Microsoft (or other software) End of Year Upgrades
This type of scam involves an email telling you that your software is about to expire, and you need to send money to renew it. Typically, they will try to scare you by saying your email account will be closed by Microsoft or something similar. Always ask your IT vendor about the status of your licenses. TechGen will be happy to work with you to manage your software licenses and keep you in compliance.
Phone Call Scams (“Vishing”)
With staff overworked, hackers are more likely to try and leverage employee exhaustion by calling directly instead of sending an email. These types of scammers will pretend to be from the IRS, or Microsoft, or some other group that needs credentials, passwords, or access to a computer. None of these organizations will call you out of the blue and make you resolve an issue on the spot.
Lots of people want to contribute to charities toward the end of the year, and who doesn’t like making the world a better place? Scammers will utilize this to send fake charity emails, hoping people will send them money. You can avoid these by navigating directly to the website of the charity you want to go to. Don’t send money to people who ask for it over email.

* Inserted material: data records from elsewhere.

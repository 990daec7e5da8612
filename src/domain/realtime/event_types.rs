//! Event type names clients switch on.

pub const NEW_POST: &str = "new_post";
pub const POST_UPDATED: &str = "post_updated";
pub const POST_DELETED: &str = "post_deleted";
pub const NEW_COMMENT: &str = "new_comment";
pub const COMMENT_UPDATED: &str = "comment_updated";
pub const COMMENT_DELETED: &str = "comment_deleted";
pub const REACTION: &str = "reaction";
pub const MENTION: &str = "mention";
pub const NOTIFICATION: &str = "notification";
pub const MODERATION_ACTION: &str = "moderation_action";

/// Generic wrapper type for broker payloads that were not published as envelopes.
pub const MESSAGE: &str = "message";

pub const ALL: &[&str] = &[
    NEW_POST,
    POST_UPDATED,
    POST_DELETED,
    NEW_COMMENT,
    COMMENT_UPDATED,
    COMMENT_DELETED,
    REACTION,
    MENTION,
    NOTIFICATION,
    MODERATION_ACTION,
    MESSAGE,
];
//! Strongly-typed identifier value objects.

use serde::{Deserialize, Serialize};
use std::fmt;
use std::str::FromStr;
use uuid::Uuid;

use super::ValidationError;

/// User identifier, as resolved by the authentication collaborator.
#[derive(Debug, Clone, PartialEq, Eq, Hash, Serialize, Deserialize)]
#[serde(transparent)]
pub struct UserId(String);

impl UserId {
    /// Creates a new UserId, returning error if empty or blank.
    pub fn new(id: impl Into<String>) -> Result<Self, ValidationError> {
        let id = id.into();
        if id.trim().is_empty() {
            return Err(ValidationError::empty_field("user_id"));
        }
        Ok(Self(id))
    }

    /// Returns the inner string slice.
    pub fn as_str(&self) -> &str {
        &self.0
    }
}

impl fmt::Display for UserId {
    fn fmt(&self, f: &mut fmt::Formatter<'_>) -> fmt::Result {
        write!(f, "{}", self.0)
    }
}

/// Unique identifier for one live WebSocket connection.
///
/// Generated server-side on every successful upgrade; a reconnect always
/// gets a fresh id, which is what the registry compares on unregister.
#[derive(Debug, Clone, Copy, PartialEq, Eq, Hash, Serialize, Deserialize)]
#[serde(transparent)]
pub struct ConnectionId(Uuid);

impl ConnectionId {
    /// Creates a new random ConnectionId.
    pub fn new() -> Self {
        Self(Uuid::new_v4())
    }

    /// Returns the inner UUID.
    pub fn as_uuid(&self) -> &Uuid {
        &self.0
    }
}

impl Default for ConnectionId {
    fn default() -> Self {
        Self::new()
    }
}

impl fmt::Display for ConnectionId {
    fn fmt(&self, f: &mut fmt::Formatter<'_>) -> fmt::Result {
        write!(f, "{}", self.0)
    }
}

impl FromStr for ConnectionId {
    type Err = uuid::Error;

    fn from_str(s: &str) -> Result<Self, Self::Err> {
        Ok(Self(Uuid::parse_str(s)?))
    }
}

#[cfg(test)]
mod tests {
    use super::*;

    #[test]
    fn user_id_rejects_empty() {
        assert!(UserId::new("").is_err());
    }

    #[test]
    fn user_id_rejects_blank() {
        assert!(UserId::new("   ").is_err());
    }

    #[test]
    fn user_id_preserves_value() {
        let id = UserId::new("user-42").unwrap();
        assert_eq!(id.as_str(), "user-42");
        assert_eq!(id.to_string(), "user-42");
    }

    #[test]
    fn user_id_serializes_as_plain_string() {
        let id = UserId::new("user-42").unwrap();
        assert_eq!(serde_json::to_string(&id).unwrap(), "\"user-42\"");
    }

    #[test]
    fn connection_id_generates_unique_values() {
        let id1 = ConnectionId::new();
        let id2 = ConnectionId::new();
        assert_ne!(id1, id2);
    }

    #[test]
    fn connection_id_parses_from_valid_string() {
        let uuid_str = "550e8400-e29b-41d4-a716-446655440000";
        let id: ConnectionId = uuid_str.parse().unwrap();
        assert_eq!(id.to_string(), uuid_str);
    }
}
//! Authentication configuration

use serde::Deserialize;

use super::error::ValidationError;
use super::server::Environment;

const MIN_PRODUCTION_SECRET_BYTES: usize = 32;

/// Authentication configuration (HS256 access tokens)
#[derive(Debug, Clone, Deserialize, Default)]
pub struct AuthConfig {
    /// Shared secret the access tokens are signed with
    pub jwt_secret: String,

    /// Expected `iss` claim, if any
    #[serde(default)]
    pub issuer: Option<String>,

    /// Expected `aud` claim, if any
    #[serde(default)]
    pub audience: Option<String>,
}

impl AuthConfig {
    /// Validate authentication configuration
    ///
    /// In production, requires a secret of at least 32 bytes.
    pub fn validate(&self, environment: &Environment) -> Result<(), ValidationError> {
        if self.jwt_secret.is_empty() {
            return Err(ValidationError::MissingRequired("AUTH_JWT_SECRET"));
        }
        if *environment == Environment::Production
            && self.jwt_secret.len() < MIN_PRODUCTION_SECRET_BYTES
        {
            return Err(ValidationError::JwtSecretTooShort);
        }
        Ok(())
    }
}

#[cfg(test)]
mod tests {
    use super::*;

    #[test]
    fn test_validation_missing_secret() {
        let config = AuthConfig::default();
        assert_eq!(
            config.validate(&Environment::Development),
            Err(ValidationError::MissingRequired("AUTH_JWT_SECRET"))
        );
    }

    #[test]
    fn test_validation_production_requires_long_secret() {
        let config = AuthConfig {
            jwt_secret: "short".to_string(),
            ..Default::default()
        };
        // Allowed in development
        assert!(config.validate(&Environment::Development).is_ok());
        // Rejected in production
        assert_eq!(
            config.validate(&Environment::Production),
            Err(ValidationError::JwtSecretTooShort)
        );
    }

    #[test]
    fn test_validation_valid_production_config() {
        let config = AuthConfig {
            jwt_secret: "x".repeat(48),
            issuer: Some("https://auth.example.com".to_string()),
            audience: None,
        };
        assert!(config.validate(&Environment::Production).is_ok());
    }
}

Finally, scammers have been watching the news as well, and they’ve seen the confusion resulting from the new tax law that congress has passed. Expect there to be lots of phishing emails sent out on this topic. Hackers may be sending fake articles for you to click, asking for your information to “help you calculate your new tax liability” or most dangerously, pretending to be government agents and demanding money. The IRS has released a page talking about fake IRS communications and how to avoid them.
Stay warm, and stay safe!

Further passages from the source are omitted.